By David Asta Alares

New Delhi, Feb 12 (efe-epa).- The recent support offered by celebrities like Rihanna and Greta Thunberg on Twitter to the Indian farmers’ months-long protests against liberalization of agriculture has raised the heckles of Prime Minister Narendra Modi’s government, which has alleged that there is an international conspiracy to defame the country.

Modi has whipped up nationalist rhetoric in recent days with multiple references to “foreign threats” even as his government remains at loggerheads with Twitter, which has been accused of not complying with official orders of blocking hundreds of accounts linked to the protests.

The social network has tried to walk a thin line by invoking freedom of expression to sidestep the order while blocking accounts only within India in some cases.

Thousands of farmers have been camping on the outskirts of Delhi since November as part of a wave of protests against laws that allow peasants to directly negotiate the sale of their crops with companies.
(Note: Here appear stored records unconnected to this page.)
//! Linear gain automation.
//!
//! A voice's loudness is always described by exactly one [`GainRamp`]. A new
//! ramp replaces the previous one; callers capture the current value with
//! [`GainRamp::value_at`] first so the new ramp starts where the old one was,
//! which keeps every transition free of jumps.

#[cfg(test)]
#[path = "envelope_test.rs"]
mod envelope_test;

/// A linear ramp from `from` to `to` between `start` and `end` (context seconds).
#[derive(Debug, Clone, Copy, PartialEq)]
pub struct GainRamp {
    pub from: f64,
    pub to: f64,
    pub start: f64,
    pub end: f64,
}

impl GainRamp {
    /// Ramp from `from` to `to` starting at `now` and lasting `duration` seconds.
    #[must_use]
    pub fn linear(from: f64, to: f64, now: f64, duration: f64) -> Self {
        Self { from, to, start: now, end: now + duration.max(0.0) }
    }

    /// A constant level.
    #[must_use]
    pub fn hold(level: f64, now: f64) -> Self {
        Self { from: level, to: level, start: now, end: now }
    }

    /// Gain at context time `t`.
    #[must_use]
    pub fn value_at(&self, t: f64) -> f64 {
        if t >= self.end {
            return self.to;
        }
        if t <= self.start {
            return self.from;
        }
        let frac = (t - self.start) / (self.end - self.start);
        self.from + (self.to - self.from) * frac
    }

    /// Whether the ramp has reached its target at time `t`.
    #[must_use]
    pub fn is_settled(&self, t: f64) -> bool {
        t >= self.end
    }
}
The Modi government has defended the laws as necessary modernization of the sector, but the farmers fear that the liberalization would end the system of minimum crop prices guaranteed by the government and leave them at the mercy of large corporates.

After violence rocked New Delhi on Jan. 26 when a peaceful farmers’ march against the reforms on the Republic Day deteriorated into clashes, famous singer Rihanna tweeted asking why nobody was talking about the protests, while environmental activist Greta Thunberg also came out in support of the farmers.
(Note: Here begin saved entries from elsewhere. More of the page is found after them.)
use super::{
    geojson_ops::{feature_id, read_geojson_feature_collection},
    InputError,
};
use crate::config::EntranceConfig;
use geo::Geometry;
use walkshed_core::model::PointOfInterest;

/// reads entrance points and applies the configured attribute filter. features
/// without a point geometry are skipped with a warning.
pub fn read_entrances(config: &EntranceConfig) -> Result<Vec<PointOfInterest>, InputError> {
    let file = config.file.as_str();
    let collection = read_geojson_feature_collection(file)?;
    let n_features = collection.features.len();
    let mut entrances = vec![];
    let mut skipped = 0;
    for (index, mut feature) in collection.features.into_iter().enumerate() {
        let id = feature_id(&feature, config.id_property.as_deref(), index);
        let geometry = feature
            .geometry
            .take()
            .map(Geometry::<f64>::try_from)
            .transpose();
        let point = match geometry {
            Ok(Some(Geometry::Point(point))) => point,
            Ok(Some(Geometry::MultiPoint(multi))) if multi.0.len() == 1 => multi.0[0],
            Ok(_) => {
                log::warn!("entrance {id} in {file} is not a point, skipping");
                skipped += 1;
                continue;
            }
            Err(e) => {
                log::warn!("entrance {id} in {file} has an invalid geometry: {e}");
                skipped += 1;
                continue;
            }
        };
        let mut entrance = PointOfInterest::new(&id, point.x(), point.y());
        if let Some(properties) = feature.properties {
            entrance.attributes = properties;
        }
        entrances.push(entrance);
    }

    let n_read = entrances.len();
    if let Some(filter) = &config.filter {
        entrances.retain(|e| filter.accepts(e));
        log::info!(
            "entrance filter {} = {} kept {} of {n_read} entrances",
            filter.key,
            filter.equals,
            entrances.len()
        );
    }
    log::info!("read {n_read} entrances from {file} ({n_features} features, {skipped} skipped)");
    Ok(entrances)
}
Indian foreign ministry lashed out against “sensationalist” comments by “celebrities,” and subsequently the Hindu nationalist Modi has hardened his narrative.

“We need Foreign Direct Investment but the new FDI is ‘Foreign Destructive Ideology,’ we have to protect ourselves from it,” Modi said in the parliament on Monday.

Earlier, the prime minister had claimed in a speech in the northeastern state of Assam that an international conspiracy was afoot to defame Indian tea and yoga, based on a document shared by Thunberg about the farmers’ protests that stirred controversy in India and led to a police investigation.

Meanwhile the western state of Maharashtra, ruled by an opposition coalition, is investigating whether Modi’s Bharatiya Janata Party (BJP), pressurized major Bollywood actors into tweeting messages supporting the government.

“On the farmers agitation, most analysts contend that the government has lost the political narrative,” Asim Ali, a researcher for think-tank Center for Policy Research, told EFE.

“The government noises about global conspiracies hatched in the West are mainly aimed at the domestic constituency. Whenever this government finds itself in a challenging spot, it ratchets up muscular nationalism,” he added.

Twitter has been increasingly dragged into the government’s efforts to reclaim the narrative surrounding the protests, and authorities have intensified pressure on the United States-based company.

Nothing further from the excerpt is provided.